Troy and I found out Friday that we indeed are expecting again. Baby #7!!!
We are so excited. I just can't stop smiling about it. We feel so blessed.
Now I told Troy last night, I wished I could have lost at least another 20 lbs before this, but you know God's in control of this situation and I guess we were supposed to have a Christmas baby.
I am going to take the tools I have learned so far from WW and apply them during the pregnancy. I don't want to gain a bunch. I am planning to exercise for the first time during any pregnancy. I know, I am bad. Better late then never right?

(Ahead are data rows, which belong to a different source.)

use thiserror::Error;

/// Error returned by a [`Host`](crate::Host).
#[derive(Debug, Error, Clone)]
#[error("{message}")]
pub struct HostError {
  pub(crate) message: String,
}

impl HostError {
  /// Create a new host error with the given message.
  pub fn new(message: impl Into<String>) -> HostError {
    HostError {
      message: message.into(),
    }
  }
}

/// Fatal error from [`Loader::load`](crate::Loader::load).
#[derive(Debug, Error)]
pub enum LoadError {
  #[error("host error: {0}")]
  Host(#[from] HostError),
  #[error("failed to resolve '{specifier}' from {from}: {source}")]
  Resolve {
    specifier: String,
    from: String,
    source: HostError,
  },
}
fn lex_string(lexer: &mut Lexer<'_>) -> TT {
  let quote = lexer.skip_char().unwrap();
  loop {
    match lexer.skip_char() {
      None => return TT::Invalid,
      Some('\\') => {
        lexer.skip_char();
      }
      Some(c) if c == quote => return TT::LiteralString,
      Some('\n') => return TT::Invalid,
      Some(_) => {}
    }
  }
}

/// Lexes a template string part up to `${` or the closing backtick. The
/// opening backtick (or the `}` closing a substitution) must already have
/// been consumed.
fn lex_template_continue(lexer: &mut Lexer<'_>) -> TT {
  loop {
    match lexer.skip_char() {
      None => return TT::Invalid,
      Some('\\') => {
        lexer.skip_char();
      }
      Some('`') => return TT::LiteralTemplatePartStringEnd,
      Some('$') if lexer.peek_char(0) == Some('{') => {
        lexer.skip(1);
        return TT::LiteralTemplatePartString;
      }
      Some(_) => {}
    }
  }
}

fn lex_regex(lexer: &mut Lexer<'_>) -> TT {
  // Consume the leading slash.
  lexer.skip(1);
  let mut in_charset = false;
  loop {
    match lexer.skip_char() {
      None | Some('\n') => return TT::Invalid,
      Some('\\') => {
        lexer.skip_char();
      }
      Some('[') => in_charset = true,
      Some(']') if in_charset => in_charset = false,
      Some('/') if !in_charset => break,
      Some(_) => {}
    }
  }
  lexer.skip_while(is_id_continue);
  TT::LiteralRegex
}

fn lex_operator(lexer: &mut Lexer<'_>) -> TT {
  // Ordered longest-first within each leading character.
  static TABLE: &[(&str, TT)] = &[
    (">>>=", TT::ChevronRightChevronRightChevronRightEquals),
    (">>>", TT::ChevronRightChevronRightChevronRight),
    (">>=", TT::ChevronRightChevronRightEquals),
    ("<<=", TT::ChevronLeftChevronLeftEquals),
    ("===", TT::EqualsEqualsEquals),
    ("!==", TT::ExclamationEqualsEquals),
    ("**=", TT::AsteriskAsteriskEquals),
    ("&&=", TT::AmpersandAmpersandEquals),
    ("||=", TT::BarBarEquals),
    ("??=", TT::QuestionQuestionEquals),
    ("...", TT::DotDotDot),
    (">>", TT::ChevronRightChevronRight),
    ("<<", TT::ChevronLeftChevronLeft),
    (">=", TT::ChevronRightEquals),
    ("<=", TT::ChevronLeftEquals),
    ("==", TT::EqualsEquals),
    ("!=", TT::ExclamationEquals),
    ("=>", TT::EqualsChevronRight),
    ("**", TT::AsteriskAsterisk),
    ("*=", TT::AsteriskEquals),
    ("/=", TT::SlashEquals),
    ("%=", TT::PercentEquals),
    ("+=", TT::PlusEquals),
    ("-=", TT::HyphenEquals),
    ("&=", TT::AmpersandEquals),
    ("|=", TT::BarEquals),
    ("^=", TT::CaretEquals),
    ("&&", TT::AmpersandAmpersand),
    ("||", TT::BarBar),
    ("??", TT::QuestionQuestion),
    ("?.", TT::QuestionDot),
    ("++", TT::PlusPlus),
    ("--", TT::HyphenHyphen),
    ("</", TT::ChevronLeftSlash),
    ("&", TT::Ampersand),
    ("*", TT::Asterisk),
    ("@", TT::At),
    ("|", TT::Bar),
    ("}", TT::BraceClose),
    ("{", TT::BraceOpen),
    ("]", TT::BracketClose),
    ("[", TT::BracketOpen),
    ("^", TT::Caret),
    ("<", TT::ChevronLeft),
    (">", TT::ChevronRight),
    (":", TT::Colon),
    (",", TT::Comma),
    (".", TT::Dot),
    ("=", TT::Equals),
    ("!", TT::Exclamation),
    ("-", TT::Hyphen),
    (")", TT::ParenthesisClose),
    ("(", TT::ParenthesisOpen),
    ("%", TT::Percent),
    ("+", TT::Plus),
    ("?", TT::Question),
    (";", TT::Semicolon),
    ("/", TT::Slash),
    ("~", TT::Tilde),
  ];
  for (pat, tt) in TABLE {
    if lexer.starts_with(pat) {
      // `?.3` is a conditional followed by a number literal, not `?.`.
      if *tt == TT::QuestionDot && lexer.peek_char(2).is_some_and(|c| c.is_ascii_digit()) {
        lexer.skip(1);
        return TT::Question;
      }
      lexer.skip(pat.len());
      return *tt;
    }
  }
  lexer.skip_char();
  TT::Invalid
}

pub fn lex_next(lexer: &mut Lexer<'_>, mode: LexMode) -> Token {
  if mode == LexMode::JsxTextContent {
    let start = lexer.next();
    lexer.skip_while(|c| c != '{' && c != '<');
    return Token {
      loc: Loc(start, lexer.next()),
      typ: TT::JsxTextContent,
      preceded_by_line_terminator: false,
      doc_comment: None,
    };
  }

  if mode == LexMode::TemplateStrContinue {
    let start = lexer.next();
    let typ = lex_template_continue(lexer);
    return Token {
      loc: Loc(start, lexer.next()),
      typ,
      preceded_by_line_terminator: false,
      doc_comment: None,
    };
  }

  let (preceded_by_line_terminator, doc_comment) = skip_insignificant(lexer);

  if lexer.at_end() {
    let end = lexer.source_range().1;
    return Token {
      loc: Loc(end, end),
      typ: TT::EOF,
      preceded_by_line_terminator,
      doc_comment,
    };
  }

  let start = lexer.next();
  let c = lexer.peek_char(0).unwrap();
  let typ = if is_id_start(c) {
    lex_identifier_or_keyword(lexer)
  } else if c.is_ascii_digit()
    || (c == '.' && lexer.peek_char(1).is_some_and(|c| c.is_ascii_digit()))
  {
    lex_number(lexer)
  } else if c == '"' || c == '\'' {
    lex_string(lexer)
  } else if c == '`' {
    lexer.skip(1);
    lex_template_continue(lexer)
  } else if c == '#' {
    // Private member: `#name`. The `#` is part of the identifier token.
    lexer.skip(1);
    lexer.skip_while(is_id_continue);
    TT::PrivateMember
  } else if c == '/' && mode == LexMode::SlashIsRegex && !lexer.starts_with("//") {
    lex_regex(lexer)
  } else {
    lex_operator(lexer)
  };

  Token {
    loc: Loc(start, lexer.next()),
    typ,
    preceded_by_line_terminator,
    doc_comment,
  }
}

Well that is my news for the week. Oh, and weigh in last week I lost 1.4 lbs. I have not up dated my chart here in awhile but I think now I weigh 201.6 Almost there. it would be nice to see the WW scale drop below 200 before the gain happens.
It's been weeks since I have posted. Been having little gains. Getting closer to the 199 mark I guess is making it hard emotionally.
I up loaded some new pictures of me now. I am glad that I had Troy take some. I wanted to send them to my mom but want to surprise her when I visit in June.
Kids are finally healthy. It's been a several month battle.
well I have weigh in tonight. I am not too hopeful. I will get below the 200 mark I just have to recommit to my goals and why I am doing this.
This past week we saw a 2.2 loss! Yipee. It's been an odd week. anyhow I am not complaining about the loss at all. Celebrating.
My scale this morning said 201.5 I am so close to the BIG goal. I can see it now. That will be 61 lbs lost since baby and 35 lost since on WW. WHOO HOO!
I need to step it up and focus on building tone and lean body. No flab here wanted. LOL
Have a great week. Lots going on with Duplex on one side now rented and have to get other side done. Know how to stain kitchen cabinets? Not me, but willing to learn!